A mathematical programming system named SilverScreener uses a 0-1 integer programming model to help theater managers decide which movies to show on a weekly basis in a multiple-screen theater (Interfaces, May/June 2001). Suppose that management of Valley Cinemas would like to investigate the potential of using a similar scheduling system for their chain of multiple-screen theaters. Valley selected a small two-screen movie theater for the pilot testing and would like to develop an integer programming model to help schedule movies for the next four weeks. Six movies are available. The first week each movie is available, the last week each movie can be shown, and the maximum number of weeks that each movie can run are shown here.
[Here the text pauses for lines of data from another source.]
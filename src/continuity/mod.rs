pub mod filter;
pub mod oracle;

pub use filter::{filter_compatible, FilterOutcome, ParallelFilter};
pub use oracle::is_compatible;
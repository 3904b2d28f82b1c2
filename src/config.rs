use std::thread;

/// Limits for the closure-operator search.
#[derive(Clone, Copy, Debug, Default, PartialEq, Eq)]
pub struct EnumerationConfig {
    /// Maximum number of candidate assignments to try before aborting with
    /// [`Error::ResourceExhausted`](crate::error::Error::ResourceExhausted).
    /// `None` searches the whole tree.
    pub node_budget: Option<u64>,
}

impl EnumerationConfig {
    pub fn with_node_budget(mut self, budget: u64) -> Self {
        self.node_budget = Some(budget);
        self
    }
}

/// Worker pool settings for the parallel filter.
#[derive(Clone, Copy, Debug, PartialEq, Eq)]
pub struct FilterConfig {
    /// Number of worker threads, at least one.
    pub workers: usize,
}

impl FilterConfig {
    pub fn with_workers(mut self, workers: usize) -> Self {
        self.workers = workers.max(1);
        self
    }
}

impl Default for FilterConfig {
    /// One worker per available hardware thread.
    fn default() -> Self {
        let workers = thread::available_parallelism()
            .map(|n| n.get())
            .unwrap_or(1);
        Self { workers }
    }
}
use bit_vec::BitVec;
use std::cmp::Ordering;

use crate::lattices::lattice::{JoinSemiLattice, MeetSemiLattice};

/// Lattice over fixed-length bit-vectors.
///
/// - Universe: `{0, ..., len-1}`
/// - Order: `a ⊑ b` iff for all `i`, `a[i] => b[i]`
/// - Join: bitwise OR
/// - Meet: bitwise AND
///
/// Vectors of different lengths describe different universes and are
/// incomparable. A topology on `n` points keeps its open sets in one of these
/// of length `2^n`, indexed by [`Subset`](crate::lattices::subset::Subset).
#[derive(Clone, Debug, PartialEq, Eq, Hash, Default)]
pub struct BitVector(BitVec);

impl BitVector {
    pub fn new(len: usize) -> Self {
        Self(BitVec::from_elem(len, false))
    }

    pub fn filled(len: usize) -> Self {
        Self(BitVec::from_elem(len, true))
    }

    pub fn len(&self) -> usize {
        self.0.len()
    }

    pub fn is_empty(&self) -> bool {
        self.0.is_empty()
    }

    #[inline]
    pub fn get(&self, idx: usize) -> Option<bool> {
        self.0.get(idx)
    }

    /// Sets bit `idx`; returns `false` when `idx` lies outside the universe.
    #[inline]
    pub fn set(&mut self, idx: usize, value: bool) -> bool {
        if idx >= self.0.len() {
            return false;
        }
        self.0.set(idx, value);
        true
    }

    pub fn count_ones(&self) -> usize {
        self.0.iter().filter(|bit| *bit).count()
    }

    /// Indices of set bits, ascending.
    pub fn ones(&self) -> impl Iterator<Item = usize> + '_ {
        self.0
            .iter()
            .enumerate()
            .filter_map(|(idx, bit)| bit.then_some(idx))
    }
}

impl From<Vec<bool>> for BitVector {
    fn from(value: Vec<bool>) -> Self {
        Self(value.into_iter().collect())
    }
}

impl PartialOrd for BitVector {
    fn partial_cmp(&self, other: &Self) -> Option<Ordering> {
        if self.0.len() != other.0.len() {
            return None;
        }

        let mut less = false;
        let mut greater = false;

        for (a, b) in self.0.iter().zip(other.0.iter()) {
            match (a, b) {
                (false, true) => less = true,
                (true, false) => greater = true,
                _ => {}
            }
            if less && greater {
                return None;
            }
        }

        match (less, greater) {
            (false, false) => Some(Ordering::Equal),
            (true, false) => Some(Ordering::Less),
            (false, true) => Some(Ordering::Greater),
            (true, true) => None,
        }
    }

    fn le(&self, other: &Self) -> bool {
        self.0.len() == other.0.len() && self.0.iter().zip(other.0.iter()).all(|(a, b)| !a || b)
    }

    fn ge(&self, other: &Self) -> bool {
        other.le(self)
    }
}

impl JoinSemiLattice for BitVector {
    /// Bitwise OR. Both vectors must share a universe.
    fn join(&self, other: &Self) -> Self {
        debug_assert_eq!(self.len(), other.len());
        let mut join = self.0.clone();
        join.or(&other.0);
        Self(join)
    }
}

impl MeetSemiLattice for BitVector {
    /// Bitwise AND. Both vectors must share a universe.
    fn meet(&self, other: &Self) -> Self {
        debug_assert_eq!(self.len(), other.len());
        let mut meet = self.0.clone();
        meet.and(&other.0);
        Self(meet)
    }
}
(see chart in attached file)
The overall viewing schedule for the theater is composed of the individual schedules for each of the six movies. For each movie a schedule must be developed that specifies the week the movie starts and the number of consecutive weeks it will run. For instance, one possible schedule for movie 2 is for it to start in week 1 and run for two weeks. Theater policy requires that once a movie is started it must be shown in consecutive weeks. It can not be stopped and restarted again. To represent the schedule possibilities for each movie, the following decision variables were developed:
Xijw = 1 if movie i is scheduled to start in week j and run for w weeks; 0 otherwise
For example, x532 = 1 means that the schedule selected for movie 5 is to begin in week 3 and run for two weeks. For each movie, a separate variable is given for each possible schedule.
a. Three schedules are assigned with movie 1. Define the variables that represent these schedules.
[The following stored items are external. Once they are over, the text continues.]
use thiserror::Error;

/// Failures surfaced by the enumeration, operation and filtering stages.
///
/// Incompatibility of a topology with an operation is *not* an error; the
/// oracle reports it as a normal return value.
#[derive(Debug, Clone, PartialEq, Eq, Error)]
pub enum Error {
    /// An operation was applied to the wrong number of operands.
    #[error("expected {expected} operands, got {found}")]
    ArityMismatch { expected: usize, found: usize },

    /// An operand tuple mixed points and subsets.
    #[error("operands must be all points or all subsets")]
    InvalidOperandKind,

    /// Operations take at least one operand.
    #[error("operation arity must be positive")]
    InvalidArity,

    /// A point does not fit the subset encoding.
    #[error("point {point} lies outside the representable base set")]
    PointOutOfRange { point: usize },

    /// The requested work exceeds the configured or representable limits.
    #[error("aborted: {reason}")]
    ResourceExhausted { reason: String },

    /// The worker pool could not be started.
    #[error("worker pool: {0}")]
    WorkerPool(String),
}

pub type Result<T> = std::result::Result<T, Error>;
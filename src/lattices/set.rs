use std::{
    cmp::Ordering,
    collections::hash_set::{IntoIter, Iter},
    hash::Hash,
    iter::FromIterator,
};

use rustc_hash::{FxBuildHasher, FxHashSet};

use crate::lattices::lattice::{JoinSemiLattice, MeetSemiLattice};

/// Hash set ordered by inclusion.
///
/// Used both for the working set of closed values while completing a closure
/// operator and for collections of topologies, where structural
/// deduplication comes from `T: Eq + Hash`.
#[derive(Debug, Clone, Eq, PartialEq)]
pub struct Set<T: Eq + Hash>(FxHashSet<T>);

impl<T: Eq + Hash> Set<T> {
    pub fn new() -> Self {
        Self(FxHashSet::with_hasher(FxBuildHasher))
    }

    pub fn with_capacity(capacity: usize) -> Self {
        Self(FxHashSet::with_capacity_and_hasher(capacity, FxBuildHasher))
    }

    pub fn len(&self) -> usize {
        self.0.len()
    }

    pub fn is_empty(&self) -> bool {
        self.0.is_empty()
    }

    pub fn iter(&self) -> Iter<'_, T> {
        self.0.iter()
    }

    pub fn insert(&mut self, value: T) -> bool {
        self.0.insert(value)
    }

    pub fn contains(&self, value: &T) -> bool {
        self.0.contains(value)
    }

    pub fn is_subset(&self, other: &Self) -> bool {
        self.0.is_subset(&other.0)
    }

    pub fn is_superset(&self, other: &Self) -> bool {
        self.0.is_superset(&other.0)
    }
}

impl<T: Eq + Hash> Default for Set<T> {
    fn default() -> Self {
        Self::new()
    }
}

impl<T: Eq + Hash> IntoIterator for Set<T> {
    type Item = T;
    type IntoIter = IntoIter<T>;

    fn into_iter(self) -> Self::IntoIter {
        self.0.into_iter()
    }
}

impl<'a, T: Eq + Hash> IntoIterator for &'a Set<T> {
    type Item = &'a T;
    type IntoIter = Iter<'a, T>;

    fn into_iter(self) -> Self::IntoIter {
        self.0.iter()
    }
}

impl<T: Eq + Hash> Extend<T> for Set<T> {
    fn extend<I: IntoIterator<Item = T>>(&mut self, iter: I) {
        self.0.extend(iter);
    }
}

impl<T: Eq + Hash> FromIterator<T> for Set<T> {
    fn from_iter<I: IntoIterator<Item = T>>(iter: I) -> Self {
        Self(FxHashSet::from_iter(iter))
    }
}

impl<T: Eq + Hash> PartialOrd for Set<T> {
    fn partial_cmp(&self, other: &Self) -> Option<Ordering> {
        match (self.is_subset(other), other.is_subset(self)) {
            (true, true) => Some(Ordering::Equal),
            (true, false) => Some(Ordering::Less),
            (false, true) => Some(Ordering::Greater),
            (false, false) => None,
        }
    }

    fn le(&self, other: &Self) -> bool {
        self.is_subset(other)
    }

    fn ge(&self, other: &Self) -> bool {
        self.is_superset(other)
    }
}

impl<T: Eq + Hash + Clone> JoinSemiLattice for Set<T> {
    fn join(&self, other: &Self) -> Self {
        if other.is_empty() || self.is_superset(other) {
            return self.clone();
        }
        if self.is_empty() {
            return other.clone();
        }

        let mut set = Set::with_capacity(self.len() + other.len());
        set.extend(self.iter().cloned());
        set.extend(other.iter().cloned());
        set
    }
}

impl<T: Eq + Hash + Clone> MeetSemiLattice for Set<T> {
    fn meet(&self, other: &Self) -> Self {
        // Iterate smaller, look up in larger
        let (small, big) = if self.len() <= other.len() {
            (self, other)
        } else {
            (other, self)
        };

        small.iter().filter(|v| big.contains(v)).cloned().collect()
    }
}
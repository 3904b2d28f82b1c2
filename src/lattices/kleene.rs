use crate::lattices::lattice::JoinSemiLattice;

/// Ascending Kleene-style fixpoint iteration:
///
///   x_{n+1} = x_n ⊔ f(x_n)
///
/// Stops as soon as an iteration adds nothing, or after `max_iters` rounds.
/// Returns the final state together with whether it is a fixpoint, so callers
/// can tell a converged result apart from one that ran out of rounds.
pub fn fixpoint_increasing<L, F>(mut state: L, f: F, max_iters: usize) -> (L, bool)
where
    L: JoinSemiLattice + Clone + PartialEq,
    F: Fn(&L) -> L,
{
    for _ in 0..max_iters {
        let next = state.join(&f(&state));
        if next == state {
            return (state, true);
        }
        state = next;
    }
    (state, false)
}

#[cfg(test)]
mod tests {
    use super::*;
    use crate::lattices::set::Set;

    #[test]
    fn reaches_fixpoint_of_successor_closure() {
        // Closure of {0} under x -> x + 1 capped at 5.
        let seed: Set<u8> = [0].into_iter().collect();
        let (closed, converged) =
            fixpoint_increasing(seed, |s| s.iter().map(|x| (x + 1).min(5)).collect(), 16);

        assert!(converged);
        let expected: Set<u8> = (0..=5).collect();
        assert_eq!(closed, expected);
    }

    #[test]
    fn reports_exhausted_rounds() {
        let seed: Set<u8> = [0].into_iter().collect();
        let (partial, converged) =
            fixpoint_increasing(seed, |s| s.iter().map(|x| x.saturating_add(1)).collect(), 3);

        assert!(!converged);
        assert_eq!(partial.len(), 4);
    }

    #[test]
    fn already_closed_state_is_returned_unchanged() {
        let seed: Set<u8> = [1, 2].into_iter().collect();
        let (closed, converged) = fixpoint_increasing(seed.clone(), |s| s.clone(), 1);
        assert!(converged);
        assert_eq!(closed, seed);
    }
}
b. Develop a constraint requiring that only one schedule be selected for movie 1.
c. Develop a constraint requiring that only one schedule be selected for movie 5.
d. Develop a constraint that restricts the number of movies selected for viewing in week 1.
e. Develop a constraint that restricts the number of movies selected for viewing in week 3.
This is an operations research problem regarding the viewing schedule for a movie theater.